Byungsoo stayed in the hospital for three weeks. The rehabilitation began on day four — exercises for the right arm, the right leg, the specific, repetitive motions that neurological recovery demanded, the slow rebuilding of connections that the stroke had severed.

He approached rehabilitation the way he’d approached everything in his life: methodically, without complaint, with the specific, patient intensity of a man who believed that effort was its own reward and that results were a side effect of consistent work.

The right hand came back first. Not fully — not the precise, strong grip of a man who had pressed metal for three decades. But enough. Enough to hold a teacup. Enough to hold a fishing rod. Enough to hold a grandchild’s hand with the gentle, steady pressure that was Cho Byungsoo’s version of an embrace.

The right leg followed. Slower. More reluctant. The specific, frustrating timeline of neurological recovery, where progress was measured in millimeters rather than meters and patience was not a virtue but a requirement.

Daniel visited every day. Not because the hospital required it — because the tree required it. The jade tree in the garden needed watering on Tuesdays, and watering the tree had become, in Daniel’s mind, inseparable from visiting his father — the two acts connected by the specific, unbreakable logic of a man who had asked his son to care for two things and whose son could not do one without doing the other.

Soonyoung was at the hospital more than Daniel — she arrived at 7 AM and left at 9 PM, bringing food that the nurses had stopped trying to compete with and managing the rehabilitation schedule with the organizational authority that she applied to everything.

“The exercises are too gentle,” she told the physical therapist. “His grip strength is weak because the exercises are weak. Give him harder exercises.”

“Mrs. Cho, the rehabilitation protocol—”

“The rehabilitation protocol was designed for average patients. My husband is not average. My husband pressed metal for thirty years. His hands are stronger than the protocol assumes. Challenge him.”

The therapist, who had been practicing rehabilitation medicine for fifteen years and who had never encountered a patient’s wife who critiqued the protocol with the authority of a quality control supervisor, adjusted the exercises. Byungsoo’s grip strength improved by 40% in two weeks, which the therapist attributed to the adjusted protocol and which Soonyoung attributed to the galbi she’d been smuggling into the hospital in her oversized handbag.

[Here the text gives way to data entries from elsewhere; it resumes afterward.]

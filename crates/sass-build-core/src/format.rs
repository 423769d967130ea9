//! Output formatting options the compiler backend does not support natively.
//!
//! The backend always indents expanded CSS with two spaces per level and ends
//! lines with `\n`. These helpers re-render that text according to
//! `indentType`, `indentWidth` and `linefeed`.

use crate::error::{Result, SassBuildError};

/// Indentation per nesting level emitted by the backend.
const BACKEND_INDENT: usize = 2;

/// Widest indentation the legacy Sass render options accept.
pub const MAX_INDENT_WIDTH: usize = 10;

const INDENT_WIDTHS: &[&str] = &["0", "1", "2", "3", "4", "5", "6", "7", "8", "9", "10"];

#[derive(Debug, Clone, Copy, PartialEq, Eq, Default)]
pub enum OutputStyle {
    Expanded,
    #[default]
    Compressed,
    Nested,
    Compact,
}

impl OutputStyle {
    pub const NAMES: &'static [&'static str] = &["expanded", "compressed", "nested", "compact"];

    /// Parse an `outputStyle` input; unset means compressed.
    pub fn parse(value: Option<&str>) -> Result<Self> {
        match value {
            None => Ok(Self::default()),
            Some("expanded") => Ok(Self::Expanded),
            Some("compressed") => Ok(Self::Compressed),
            Some("nested") => Ok(Self::Nested),
            Some("compact") => Ok(Self::Compact),
            Some(other) => Err(invalid("outputStyle", other, Self::NAMES)),
        }
    }
}

#[derive(Debug, Clone, Copy, PartialEq, Eq, Default)]
pub enum IndentType {
    #[default]
    Space,
    Tab,
}

impl IndentType {
    pub const NAMES: &'static [&'static str] = &["space", "tab"];

    pub fn parse(value: Option<&str>) -> Result<Self> {
        match value {
            None | Some("space") => Ok(Self::Space),
            Some("tab") => Ok(Self::Tab),
            Some(other) => Err(invalid("indentType", other, Self::NAMES)),
        }
    }

    fn unit(self) -> char {
        match self {
            Self::Space => ' ',
            Self::Tab => '\t',
        }
    }
}

#[derive(Debug, Clone, Copy, PartialEq, Eq, Default)]
pub enum Linefeed {
    #[default]
    Lf,
    LfCr,
    Cr,
    CrLf,
}

impl Linefeed {
    pub const NAMES: &'static [&'static str] = &["lf", "lfcr", "cr", "crlf"];

    pub fn parse(value: Option<&str>) -> Result<Self> {
        match value {
            None | Some("lf") => Ok(Self::Lf),
            Some("lfcr") => Ok(Self::LfCr),
            Some("cr") => Ok(Self::Cr),
            Some("crlf") => Ok(Self::CrLf),
            Some(other) => Err(invalid("linefeed", other, Self::NAMES)),
        }
    }

    pub fn as_str(self) -> &'static str {
        match self {
            Self::Lf => "\n",
            Self::LfCr => "\n\r",
            Self::Cr => "\r",
            Self::CrLf => "\r\n",
        }
    }
}

/// Layout applied to expanded output.
#[derive(Debug, Clone, Copy, PartialEq, Eq)]
pub struct Layout {
    pub indent_type: IndentType,
    pub indent_width: usize,
    pub linefeed: Linefeed,
}

impl Default for Layout {
    fn default() -> Self {
        Self {
            indent_type: IndentType::Space,
            indent_width: BACKEND_INDENT,
            linefeed: Linefeed::Lf,
        }
    }
}

impl Layout {
    pub fn is_backend_default(&self) -> bool {
        *self == Self::default()
    }

    /// Validate an `indentWidth` value.
    pub fn indent_width(width: i64) -> Result<usize> {
        usize::try_from(width)
            .ok()
            .filter(|width| *width <= MAX_INDENT_WIDTH)
            .ok_or_else(|| invalid("indentWidth", &width.to_string(), INDENT_WIDTHS))
    }

    /// Re-indent and re-terminate CSS produced with the backend layout.
    ///
    /// Continuation lines of `/* */` comments keep their text as written.
    pub fn apply(&self, css: &str) -> String {
        if self.is_backend_default() {
            return css.to_string();
        }
        let width = self.indent_width.min(MAX_INDENT_WIDTH);
        let unit = self.indent_type.unit().to_string().repeat(width);
        let mut in_comment = false;
        let mut lines = Vec::new();
        for line in css.split('\n') {
            if in_comment {
                lines.push(line.to_string());
            } else {
                let body = line.trim_start_matches(' ');
                let leading = line.len() - body.len();
                let mut out = unit.repeat(leading / BACKEND_INDENT);
                out.push_str(&" ".repeat(leading % BACKEND_INDENT));
                out.push_str(body);
                lines.push(out);
            }
            in_comment = ends_in_comment(line, in_comment);
        }
        lines.join(self.linefeed.as_str())
    }
}

/// Whether a `/* */` comment is still open after `line`.
fn ends_in_comment(line: &str, mut in_comment: bool) -> bool {
    let mut rest = line;
    loop {
        let marker = if in_comment { "*/" } else { "/*" };
        match rest.find(marker) {
            Some(index) => {
                in_comment = !in_comment;
                rest = &rest[index + marker.len()..];
            }
            None => return in_comment,
        }
    }
}

fn invalid(name: &'static str, value: &str, expected: &'static [&'static str]) -> SassBuildError {
    SassBuildError::InvalidOption {
        name,
        value: value.to_string(),
        expected,
    }
}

“Galbi is medicine,” she told Daniel. “The doctors prescribe pills. I prescribe protein. The combination is more effective than either alone.”

“That’s not how medicine works, Umma.”

“That’s exactly how medicine works. The body needs two things: repair materials and motivation. The pills provide the repair materials. The galbi provides the motivation. A man who knows that galbi is waiting for him has a reason to get his hand working again.”

The logic was simultaneously absurd and irrefutable. Daniel stopped arguing.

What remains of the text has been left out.